**Problem description:** Search the records for the string "format", and show each line where it appears.

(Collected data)
^^^^^^^^^^^^^^^^

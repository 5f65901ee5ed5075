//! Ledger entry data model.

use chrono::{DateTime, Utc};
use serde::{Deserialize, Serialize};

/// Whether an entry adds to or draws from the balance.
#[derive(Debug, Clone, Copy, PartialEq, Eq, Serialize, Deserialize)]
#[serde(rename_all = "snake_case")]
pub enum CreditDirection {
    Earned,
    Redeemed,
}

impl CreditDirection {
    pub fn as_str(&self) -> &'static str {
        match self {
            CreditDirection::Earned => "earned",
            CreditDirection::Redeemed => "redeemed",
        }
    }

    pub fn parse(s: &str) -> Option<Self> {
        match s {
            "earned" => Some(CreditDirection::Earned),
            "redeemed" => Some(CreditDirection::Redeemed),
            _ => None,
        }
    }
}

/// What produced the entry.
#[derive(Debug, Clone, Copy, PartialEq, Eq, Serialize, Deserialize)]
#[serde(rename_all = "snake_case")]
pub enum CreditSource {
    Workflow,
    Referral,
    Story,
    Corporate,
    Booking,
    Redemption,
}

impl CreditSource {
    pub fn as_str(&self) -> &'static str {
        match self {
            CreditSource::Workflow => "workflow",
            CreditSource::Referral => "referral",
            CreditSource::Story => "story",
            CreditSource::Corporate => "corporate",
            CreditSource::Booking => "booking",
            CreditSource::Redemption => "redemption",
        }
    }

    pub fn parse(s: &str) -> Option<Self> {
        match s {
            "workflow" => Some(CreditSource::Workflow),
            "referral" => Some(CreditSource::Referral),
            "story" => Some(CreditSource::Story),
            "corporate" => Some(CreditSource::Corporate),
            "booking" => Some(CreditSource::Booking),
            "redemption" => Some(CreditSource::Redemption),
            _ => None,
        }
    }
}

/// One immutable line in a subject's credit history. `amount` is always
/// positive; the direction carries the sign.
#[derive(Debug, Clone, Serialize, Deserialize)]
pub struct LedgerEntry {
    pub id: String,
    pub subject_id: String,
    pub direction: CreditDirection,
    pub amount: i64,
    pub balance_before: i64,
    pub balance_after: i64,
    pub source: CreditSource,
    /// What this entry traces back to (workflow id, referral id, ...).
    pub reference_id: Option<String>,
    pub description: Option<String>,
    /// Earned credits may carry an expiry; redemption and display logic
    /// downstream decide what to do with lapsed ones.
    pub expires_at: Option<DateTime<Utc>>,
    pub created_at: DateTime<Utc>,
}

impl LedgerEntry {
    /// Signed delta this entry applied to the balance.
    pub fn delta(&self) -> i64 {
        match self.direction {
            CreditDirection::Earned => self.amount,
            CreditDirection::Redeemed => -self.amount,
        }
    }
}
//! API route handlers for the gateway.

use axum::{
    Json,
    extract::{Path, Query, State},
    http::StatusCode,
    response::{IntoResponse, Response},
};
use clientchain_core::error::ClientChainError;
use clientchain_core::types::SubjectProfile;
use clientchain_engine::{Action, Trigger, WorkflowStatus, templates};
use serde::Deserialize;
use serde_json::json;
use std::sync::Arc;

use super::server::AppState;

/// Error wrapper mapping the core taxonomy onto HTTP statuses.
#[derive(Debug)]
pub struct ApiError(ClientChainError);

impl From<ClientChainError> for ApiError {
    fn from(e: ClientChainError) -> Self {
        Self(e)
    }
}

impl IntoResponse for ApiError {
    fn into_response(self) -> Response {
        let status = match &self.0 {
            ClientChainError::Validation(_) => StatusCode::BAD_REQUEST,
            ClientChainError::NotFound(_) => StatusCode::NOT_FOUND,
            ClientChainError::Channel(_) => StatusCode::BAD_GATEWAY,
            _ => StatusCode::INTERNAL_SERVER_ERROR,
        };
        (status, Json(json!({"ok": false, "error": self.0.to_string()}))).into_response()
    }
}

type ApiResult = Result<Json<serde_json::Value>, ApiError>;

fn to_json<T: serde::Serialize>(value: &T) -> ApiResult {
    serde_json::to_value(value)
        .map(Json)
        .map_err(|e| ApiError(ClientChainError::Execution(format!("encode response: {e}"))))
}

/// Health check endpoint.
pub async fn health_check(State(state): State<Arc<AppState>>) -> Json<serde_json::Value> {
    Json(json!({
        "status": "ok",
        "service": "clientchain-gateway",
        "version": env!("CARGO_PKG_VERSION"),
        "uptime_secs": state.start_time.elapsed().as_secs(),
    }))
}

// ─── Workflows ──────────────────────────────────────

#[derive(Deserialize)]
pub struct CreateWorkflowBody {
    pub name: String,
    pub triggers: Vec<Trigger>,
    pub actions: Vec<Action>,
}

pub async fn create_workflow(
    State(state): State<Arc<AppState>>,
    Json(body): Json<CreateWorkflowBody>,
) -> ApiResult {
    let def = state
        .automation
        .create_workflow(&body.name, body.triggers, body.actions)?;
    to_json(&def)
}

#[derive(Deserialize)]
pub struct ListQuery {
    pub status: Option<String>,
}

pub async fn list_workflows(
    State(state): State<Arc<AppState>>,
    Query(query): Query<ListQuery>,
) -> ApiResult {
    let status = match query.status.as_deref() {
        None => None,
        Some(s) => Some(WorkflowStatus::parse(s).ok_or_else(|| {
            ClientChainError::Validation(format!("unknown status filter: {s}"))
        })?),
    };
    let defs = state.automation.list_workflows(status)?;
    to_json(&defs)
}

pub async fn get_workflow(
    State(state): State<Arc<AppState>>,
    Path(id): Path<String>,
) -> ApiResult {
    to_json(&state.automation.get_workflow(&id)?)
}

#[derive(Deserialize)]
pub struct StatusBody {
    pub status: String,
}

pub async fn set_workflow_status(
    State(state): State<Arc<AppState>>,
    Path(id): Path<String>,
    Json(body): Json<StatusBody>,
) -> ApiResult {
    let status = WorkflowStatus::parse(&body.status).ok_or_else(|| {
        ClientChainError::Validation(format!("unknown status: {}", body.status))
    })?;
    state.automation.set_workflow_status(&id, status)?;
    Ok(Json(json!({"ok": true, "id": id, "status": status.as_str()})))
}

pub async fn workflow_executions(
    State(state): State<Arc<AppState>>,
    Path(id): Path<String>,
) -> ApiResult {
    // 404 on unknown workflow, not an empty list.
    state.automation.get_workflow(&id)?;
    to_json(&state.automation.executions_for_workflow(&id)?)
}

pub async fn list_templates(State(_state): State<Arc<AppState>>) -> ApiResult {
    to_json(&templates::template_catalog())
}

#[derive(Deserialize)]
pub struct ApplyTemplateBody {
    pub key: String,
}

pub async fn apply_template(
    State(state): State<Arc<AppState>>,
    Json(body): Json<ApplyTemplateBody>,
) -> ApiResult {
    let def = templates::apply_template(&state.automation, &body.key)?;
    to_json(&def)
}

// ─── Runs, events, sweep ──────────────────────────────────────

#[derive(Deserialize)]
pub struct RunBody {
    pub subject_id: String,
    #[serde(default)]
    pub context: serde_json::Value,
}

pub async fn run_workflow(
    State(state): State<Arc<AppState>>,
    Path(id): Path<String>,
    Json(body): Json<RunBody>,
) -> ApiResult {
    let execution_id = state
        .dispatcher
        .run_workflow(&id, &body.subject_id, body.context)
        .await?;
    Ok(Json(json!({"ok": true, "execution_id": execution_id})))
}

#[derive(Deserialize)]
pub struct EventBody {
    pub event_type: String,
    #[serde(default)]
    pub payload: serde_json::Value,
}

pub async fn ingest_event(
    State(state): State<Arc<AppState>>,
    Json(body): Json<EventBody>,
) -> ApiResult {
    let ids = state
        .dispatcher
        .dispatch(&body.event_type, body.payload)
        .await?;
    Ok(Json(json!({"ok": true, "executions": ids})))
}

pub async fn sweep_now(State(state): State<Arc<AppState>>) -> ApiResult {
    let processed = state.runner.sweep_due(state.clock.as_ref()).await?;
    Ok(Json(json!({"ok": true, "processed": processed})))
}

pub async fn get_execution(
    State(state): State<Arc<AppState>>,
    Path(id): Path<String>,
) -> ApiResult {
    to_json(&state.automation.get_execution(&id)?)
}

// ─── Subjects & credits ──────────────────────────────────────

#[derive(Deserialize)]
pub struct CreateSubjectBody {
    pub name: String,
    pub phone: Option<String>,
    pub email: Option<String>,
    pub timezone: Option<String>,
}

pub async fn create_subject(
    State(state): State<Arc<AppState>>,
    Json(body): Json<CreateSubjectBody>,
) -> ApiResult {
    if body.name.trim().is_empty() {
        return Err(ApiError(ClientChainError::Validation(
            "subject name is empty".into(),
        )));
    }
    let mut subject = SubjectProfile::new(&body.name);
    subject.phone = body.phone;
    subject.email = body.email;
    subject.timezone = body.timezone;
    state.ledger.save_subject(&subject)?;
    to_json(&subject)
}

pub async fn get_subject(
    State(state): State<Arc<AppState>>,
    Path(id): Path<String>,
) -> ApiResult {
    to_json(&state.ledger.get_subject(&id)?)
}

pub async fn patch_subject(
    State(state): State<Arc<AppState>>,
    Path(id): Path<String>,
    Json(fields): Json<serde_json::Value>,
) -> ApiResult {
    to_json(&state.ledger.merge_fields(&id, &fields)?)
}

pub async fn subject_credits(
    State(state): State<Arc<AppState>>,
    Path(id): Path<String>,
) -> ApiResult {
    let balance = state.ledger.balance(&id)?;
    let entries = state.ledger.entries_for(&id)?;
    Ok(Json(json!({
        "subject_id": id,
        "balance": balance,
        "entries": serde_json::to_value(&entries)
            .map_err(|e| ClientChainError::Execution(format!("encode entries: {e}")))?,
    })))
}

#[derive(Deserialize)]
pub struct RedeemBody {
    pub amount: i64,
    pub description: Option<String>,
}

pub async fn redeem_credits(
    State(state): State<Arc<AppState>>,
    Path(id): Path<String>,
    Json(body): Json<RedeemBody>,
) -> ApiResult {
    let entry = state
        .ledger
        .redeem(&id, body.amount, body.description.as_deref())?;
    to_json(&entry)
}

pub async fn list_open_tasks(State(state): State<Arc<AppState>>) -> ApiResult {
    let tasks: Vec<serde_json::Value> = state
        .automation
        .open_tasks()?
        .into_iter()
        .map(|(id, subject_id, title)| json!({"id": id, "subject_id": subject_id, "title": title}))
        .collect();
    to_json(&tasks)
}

^^^^^^^^^^^^^^^^

**Solved exercise:**
        .map_err(|e| ApiError(ClientChainError::Execution(format!("encode response: {e}"))))
            ClientChainError::Validation(format!("unknown status filter: {s}"))
        ClientChainError::Validation(format!("unknown status: {}", body.status))
            .map_err(|e| ClientChainError::Execution(format!("encode entries: {e}")))?,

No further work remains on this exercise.